Option B – Primary data in parent, overviews as children

Advantages

  • Backward compatible with existing datasets; overviews can be added later without changing structure.
  • Reflects common practice in current archives and avoids costly migration.

Drawbacks

  • Clients must treat primary data and overviews differently (parent vs children).
  • Xarray DataTree struggles with parent/child dimension misalignment, though individual groups can still be accessed as Datasets.

Option C – Always use group/{level}/variable, even without overviews

Advantages

  • Full structural consistency across datasets with or without overviews.
  • No need for restructuring when overviews are added later.

Drawbacks

  • Invalidates all existing Zarr datasets that do not already use this pattern.
  • Adds unnecessary hierarchy for simple datasets without overviews.

Please feel free to share feedback if this summary does not fully reflect your perspective. My intention is not to provide a definitive answer but to help clarify the discussion in a neutral tone.

christophenoel avatar Sep 14 '25 08:09 christophenoel

Would an overall structure like below (example for sentinel-2) reconcile the different points of view?

/measurements/
├── r10m/
│   ├── band1
│   ├── band2
│   └── spatial_ref
└── overviews/
    └── r10m/ 
        ├── 0/ 
        |   ├── band1
        |   ├── band2
        |   └── spatial_ref
        └── 1/ 
            ├── band1
            ├── band2
            └── spatial_ref

To avoid redundancy, measurements/overviews/r10m/0/band1 data would redirect to measurements/r10m/band1 data using zarr "manifest" arrays (storage transformer).

It seems to me that it has the advantages of options A/B/C without having their drawbacks. The main drawback here is that there's no kind of "manifest" array in the zarr specs yet, but this may be a good case for pushing https://github.com/zarr-developers/zarr-specs/issues/287?

benbovy avatar Sep 14 '25 10:09 benbovy

@benbovy I think that's an interesting layout, and I'm wondering if the plurality of different multiscale layouts might be a feature rather than a bug here. As long as the multiscales metadata completely describes the layout of the overviews, then many different layouts are compatible with the same API, and data producers could make their own decisions about which particular layout is right for their data / tooling.

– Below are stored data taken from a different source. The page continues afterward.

impl Parser<'_> {
    /// A full expression, assignment included.
    pub(crate) fn parse_expr(&mut self) -> Result<Expr, ParseError> {
        let mut expr = Expr::new();
        self.expr_into(&mut expr)?;
        Ok(expr)
    }

    /// An expression binding tighter than `&&`, used as a pattern operand.
    pub(crate) fn parse_operand_expr(&mut self) -> Result<Expr, ParseError> {
        let mut expr = Expr::new();
        self.in_into(&mut expr)?;
        Ok(expr)
    }

    /// A concatenation, used for redirection targets.
    pub(crate) fn parse_concat_expr(&mut self) -> Result<Expr, ParseError> {
        let mut expr = Expr::new();
        self.concat_into(&mut expr)?;
        Ok(expr)
    }

    /// Comma-separated expressions; empty if `close` comes first.
    pub(crate) fn parse_expr_list(&mut self, close: &TokenKind) -> Result<Vec<Expr>, ParseError> {
        let mut list = Vec::new();
        self.cursor.skip_newlines();
        if self.check(close) {
            return Ok(list);
        }
        loop {
            list.push(self.parse_expr()?);
            if !self.cursor.eat(&TokenKind::Comma) {
                break;
            }
            self.cursor.skip_newlines();
        }
        Ok(list)
    }

    fn expr_into(&mut self, expr: &mut Expr) -> Result<(), ParseError> {
        ensure_sufficient_stack(|| {
            self.ternary_into(expr)?;
            if let Some(op) = assignment_op(self.current_kind()) {
                self.advance();
                self.cursor.skip_newlines();
                expr.push(Term::Op(op));
                self.expr_into(expr)?;
            }
            Ok(())
        })
    }

    fn ternary_into(&mut self, expr: &mut Expr) -> Result<(), ParseError> {
        self.or_into(expr)?;
        if !self.cursor.eat(&TokenKind::Question) {
            return Ok(());
        }
        self.cursor.skip_newlines();
        expr.push(Term::Op(Op::Question));
        let then = self.parse_expr()?;
        push_lazy(expr, then);

        self.cursor.skip_newlines();
        self.expect(&TokenKind::Colon)?;
        self.cursor.skip_newlines();
        expr.push(Term::Op(Op::Colon));
        let mut otherwise = Expr::new();
        self.ternary_into(&mut otherwise)?;
        push_lazy(expr, otherwise);
        Ok(())
    }

    fn or_into(&mut self, expr: &mut Expr) -> Result<(), ParseError> {
        self.and_into(expr)?;
        while self.cursor.eat(&TokenKind::OrOr) {
            self.cursor.skip_newlines();
            expr.push(Term::Op(Op::Or));
            let mut right = Expr::new();
            self.and_into(&mut right)?;
            push_lazy(expr, right);
        }
        Ok(())
    }

    fn and_into(&mut self, expr: &mut Expr) -> Result<(), ParseError> {
        self.in_into(expr)?;
        while self.cursor.eat(&TokenKind::AndAnd) {
            self.cursor.skip_newlines();
            expr.push(Term::Op(Op::And));
            let mut right = Expr::new();
            self.in_into(&mut right)?;
            push_lazy(expr, right);
        }
        Ok(())
    }

    fn in_into(&mut self, expr: &mut Expr) -> Result<(), ParseError> {
        self.match_into(expr)?;
        while self.cursor.eat(&TokenKind::In) {
            let TokenKind::Ident(array) = self.current_kind() else {
                return Err(self.error_expected("array name"));
            };
            self.advance();
            expr.push(Term::Op(Op::In));
            expr.push(Term::Var(array.clone()));
        }
        Ok(())
    }

    fn match_into(&mut self, expr: &mut Expr) -> Result<(), ParseError> {
        self.relational_into(expr)?;
        loop {
            let op = match self.current_kind() {
                TokenKind::Tilde => Op::Match,
                TokenKind::NotTilde => Op::NotMatch,
                _ => return Ok(()),
            };
            self.advance();
            expr.push(Term::Op(op));
            self.relational_into(expr)?;
        }
    }

    fn relational_into(&mut self, expr: &mut Expr) -> Result<(), ParseError> {
        self.concat_into(expr)?;
        loop {
            let op = match self.current_kind() {
                TokenKind::Less => Op::Less,
                TokenKind::LessEq => Op::LessEq,
                TokenKind::EqEq => Op::Equal,
                TokenKind::NotEq => Op::NotEqual,
                TokenKind::GreaterEq => Op::GreaterEq,
                TokenKind::Greater if !self.no_gt => Op::Greater,
                _ => return Ok(()),
            };
            self.advance();
            expr.push(Term::Op(op));
            self.concat_into(expr)?;
        }
    }

    fn concat_into(&mut self, expr: &mut Expr) -> Result<(), ParseError> {
        let start = expr.len();
        self.additive_into(expr)?;
        loop {
            if self.check(&TokenKind::Pipe)
                && matches!(self.cursor.peek_kind(1), TokenKind::Getline)
            {
                self.advance();
                self.advance();
                let command = expr.split_off(start);
                let target = self.parse_optional_lvalue()?;
                expr.push(Term::Getline(Box::new(Getline {
                    target,
                    source: GetlineSource::Command(command),
                })));
            } else if self.starts_concat_operand() {
                // The evaluator inserts the concatenation.
                self.additive_into(expr)?;
            } else {
                return Ok(());
            }
        }
    }

    fn starts_concat_operand(&self) -> bool {
        matches!(
            self.current_kind(),
            TokenKind::Number(_)
                | TokenKind::Str(_)
                | TokenKind::Ident(_)
                | TokenKind::FuncName(_)
                | TokenKind::Dollar
                | TokenKind::LParen
                | TokenKind::Incr
                | TokenKind::Decr
        )
    }

    fn additive_into(&mut self, expr: &mut Expr) -> Result<(), ParseError> {
        self.multiplicative_into(expr)?;
        loop {
            let op = match self.current_kind() {
                TokenKind::Plus => Op::Add,
                TokenKind::Minus => Op::Sub,
                _ => return Ok(()),
            };
            self.advance();
            expr.push(Term::Op(op));
            self.multiplicative_into(expr)?;
        }
    }

    fn multiplicative_into(&mut self, expr: &mut Expr) -> Result<(), ParseError> {
        self.unary_into(expr)?;
        loop {
            let op = match self.current_kind() {
                TokenKind::Star => Op::Mul,
                TokenKind::Slash => Op::Div,
                TokenKind::Percent => Op::Mod,
                _ => return Ok(()),
            };
            self.advance();
            expr.push(Term::Op(op));
            self.unary_into(expr)?;
        }
    }

    fn unary_into(&mut self, expr: &mut Expr) -> Result<(), ParseError> {
        let op = match self.current_kind() {
            TokenKind::Bang => Op::Not,
            TokenKind::Minus => Op::Neg,
            TokenKind::Plus => Op::Plus,
            _ => return self.power_into(expr),
        };
        self.advance();
        expr.push(Term::Op(op));
        ensure_sufficient_stack(|| self.unary_into(expr))
    }

    fn power_into(&mut self, expr: &mut Expr) -> Result<(), ParseError> {
        self.postfix_into(expr)?;
        if self.cursor.eat(&TokenKind::Caret) {
            expr.push(Term::Op(Op::Pow));
            // `2 ^ -1` is allowed; the chain stays flat.
            self.unary_into(expr)?;
        }
        Ok(())
    }

    fn postfix_into(&mut self, expr: &mut Expr) -> Result<(), ParseError> {
        let assignable = self.primary_into(expr)?;
        if assignable {
            let op = match self.current_kind() {
                TokenKind::Incr => Op::PostIncr,
                TokenKind::Decr => Op::PostDecr,
                _ => return Ok(()),
            };
            self.advance();
            expr.push(Term::Op(op));
        }
        Ok(())
    }

    /// Append one operand. Returns whether it can be assigned to.
    fn primary_into(&mut self, expr: &mut Expr) -> Result<bool, ParseError> {
        let span = self.current_span();
        match self.current_kind() {
            TokenKind::Dollar => {
                self.advance();
                expr.push(Term::Op(Op::Field));
                let prefix = match self.current_kind() {
                    TokenKind::Incr => Some(Op::PreIncr),
                    TokenKind::Decr => Some(Op::PreDecr),
                    TokenKind::Minus => Some(Op::Neg),
                    TokenKind::Plus => Some(Op::Plus),
                    TokenKind::Bang => Some(Op::Not),
                    _ => None,
                };
                if let Some(op) = prefix {
                    self.advance();
                    expr.push(Term::Op(op));
                }
                ensure_sufficient_stack(|| self.primary_into(expr))?;
                Ok(true)
            }
            TokenKind::Incr | TokenKind::Decr => {
                let op = if self.check(&TokenKind::Incr) {
                    Op::PreIncr
                } else {
                    Op::PreDecr
                };
                self.advance();
                expr.push(Term::Op(op));
                if !self.primary_into(expr)? {
                    return Err(ParseError::new(
                        format!("operand of `{}` is not assignable", op.symbol()),
                        span,
                    ));
                }
                Ok(false)
            }
            TokenKind::Number(value) => {
                self.advance();
                expr.push(Term::Value(value.clone()));
                Ok(false)
            }
            TokenKind::Str(text) => {
                self.advance();
                expr.push(Term::Value(Value::from(text.as_str())));
                Ok(false)
            }
            TokenKind::Regex(pattern) => {
                self.advance();
                expr.push(Term::Regex(pattern.clone()));
                Ok(false)
            }
            TokenKind::LParen => {
                self.advance();
                let list = self.with_gt_allowed(|p| p.parse_expr_list(&TokenKind::RParen))?;
                self.cursor.skip_newlines();
                self.expect(&TokenKind::RParen)?;
                let mut list = list.into_iter();
                match (list.next(), list.len()) {
                    (Some(inner), 0) => expr.push(Term::Group(inner)),
                    (Some(first), _) => {
                        if !self.check(&TokenKind::In) {
                            return Err(self.error_expected("`in` after subscript list"));
                        }
                        let mut subscript = vec![first];
                        subscript.extend(list);
                        expr.push(Term::Subscript(subscript));
                    }
                    (None, _) => return Err(ParseError::new("empty parentheses", span)),
                }
                Ok(false)
            }
            TokenKind::FuncName(name) => {
                self.advance();
                let callee = match Builtin::from_name(name) {
                    Some(builtin) => Callee::Builtin(builtin),
                    None => Callee::User(name.clone()),
                };
                let args = self.parse_call_args()?;
                expr.push(Term::Call { callee, args });
                Ok(false)
            }
            TokenKind::Ident(name) => {
                self.advance();
                if let Some(builtin) = Builtin::from_name(name) {
                    // Builtins may put a space before `(`; bare `length` means `length($0)`.
                    let args = if self.check(&TokenKind::LParen) {
                        self.parse_call_args()?
                    } else if builtin == Builtin::Length {
                        Vec::new()
                    } else {
                        return Err(ParseError::new(
                            format!("`{builtin}` needs an argument list"),
                            span,
                        ));
                    };
                    let callee = Callee::Builtin(builtin);
                    expr.push(Term::Call { callee, args });
                    return Ok(false);
                }
                if self.cursor.eat(&TokenKind::LBracket) {
                    let subscript = self.parse_subscript()?;
                    expr.push(Term::Element {
                        name: name.clone(),
                        subscript,
                    });
                } else {
                    expr.push(Term::Var(name.clone()));
                }
                Ok(true)
            }
            TokenKind::Getline => {
                self.advance();
                let target = self.parse_optional_lvalue()?;
                let source = if self.cursor.eat(&TokenKind::Less) {
                    let mut file = Expr::new();
                    self.primary_into(&mut file)?;
                    GetlineSource::File(file)
                } else {
                    GetlineSource::Main
                };
                expr.push(Term::Getline(Box::new(Getline { target, source })));
                Ok(false)
            }
            TokenKind::Minus | TokenKind::Plus | TokenKind::Bang => {
                self.unary_into(expr)?;
                Ok(false)
            }
            _ => Err(self.error_unexpected()),
        }
    }

    /// `( args )` after a function name.
    fn parse_call_args(&mut self) -> Result<Vec<Expr>, ParseError> {
        self.expect(&TokenKind::LParen)?;
        let args = self.with_gt_allowed(|p| p.parse_expr_list(&TokenKind::RParen))?;
        self.cursor.skip_newlines();
        self.expect(&TokenKind::RParen)?;
        Ok(args)
    }

    /// Subscript list after `[`, consuming the `]`.
    fn parse_subscript(&mut self) -> Result<Vec<Expr>, ParseError> {
        let subscript = self.with_gt_allowed(|p| p.parse_expr_list(&TokenKind::RBracket))?;
        if subscript.is_empty() {
            return Err(self.error_expected("subscript"));
        }
        self.cursor.skip_newlines();
        self.expect(&TokenKind::RBracket)?;
        Ok(subscript)
    }

    /// Optional `getline` target: `$expr`, `name` or `name[...]`.
    fn parse_optional_lvalue(&mut self) -> Result<Option<LValue>, ParseError> {
        match self.current_kind() {
            TokenKind::Dollar => {
                self.advance();
                let mut index = Expr::new();
                self.primary_into(&mut index)?;
                Ok(Some(LValue::Field(index)))
            }
            TokenKind::Ident(name) if Builtin::from_name(name).is_none() => {
                self.advance();
                if self.cursor.eat(&TokenKind::LBracket) {
                    let subscript = self.parse_subscript()?;
                    Ok(Some(LValue::Element {
                        name: name.clone(),
                        subscript,
                    }))
                } else {
                    Ok(Some(LValue::Var(name.clone())))
                }
            }
            _ => Ok(None),
        }
    }
}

That means the multiscales metadata should contain an explicit index or manifest of the different scale levels, to support simple access for a consumer. However, I don't think the current multiscales metadata requires a complete index of the actual layout. So maybe that's a high priority of clarification?

I don't know TMS metadata very well so I will use a very reduced schematic metadata to demonstrate how all of these layout proposals can be expressed:

A / C (group/{level}/variable including primary data)

{
    "multiscales": [{"path": "./0/variable", ...}, {"path": "./1/variable", ...}, ...]
}

B (Primary data in parent, overviews as children)

{
    "multiscales": [{"path": ".", ...}, {"path": "./1/variable", ...}, ...]
}

~Benoit's proposal (Primary data in parent, overviews as children in a special overviews group)

Since the multiscales attribute is the primary entry point for the overviews, we can simply declare the source data by reference in the manifest:

{
    "multiscales": [{"path": ".", ...}, {"path": "./overviews/1/variable", ...}, ...]
}

If we lean more on the expressiveness of the multiscales metadata, then I think we can treat these discussions of particular layouts as an implementation detail. Does this seem like a good direction?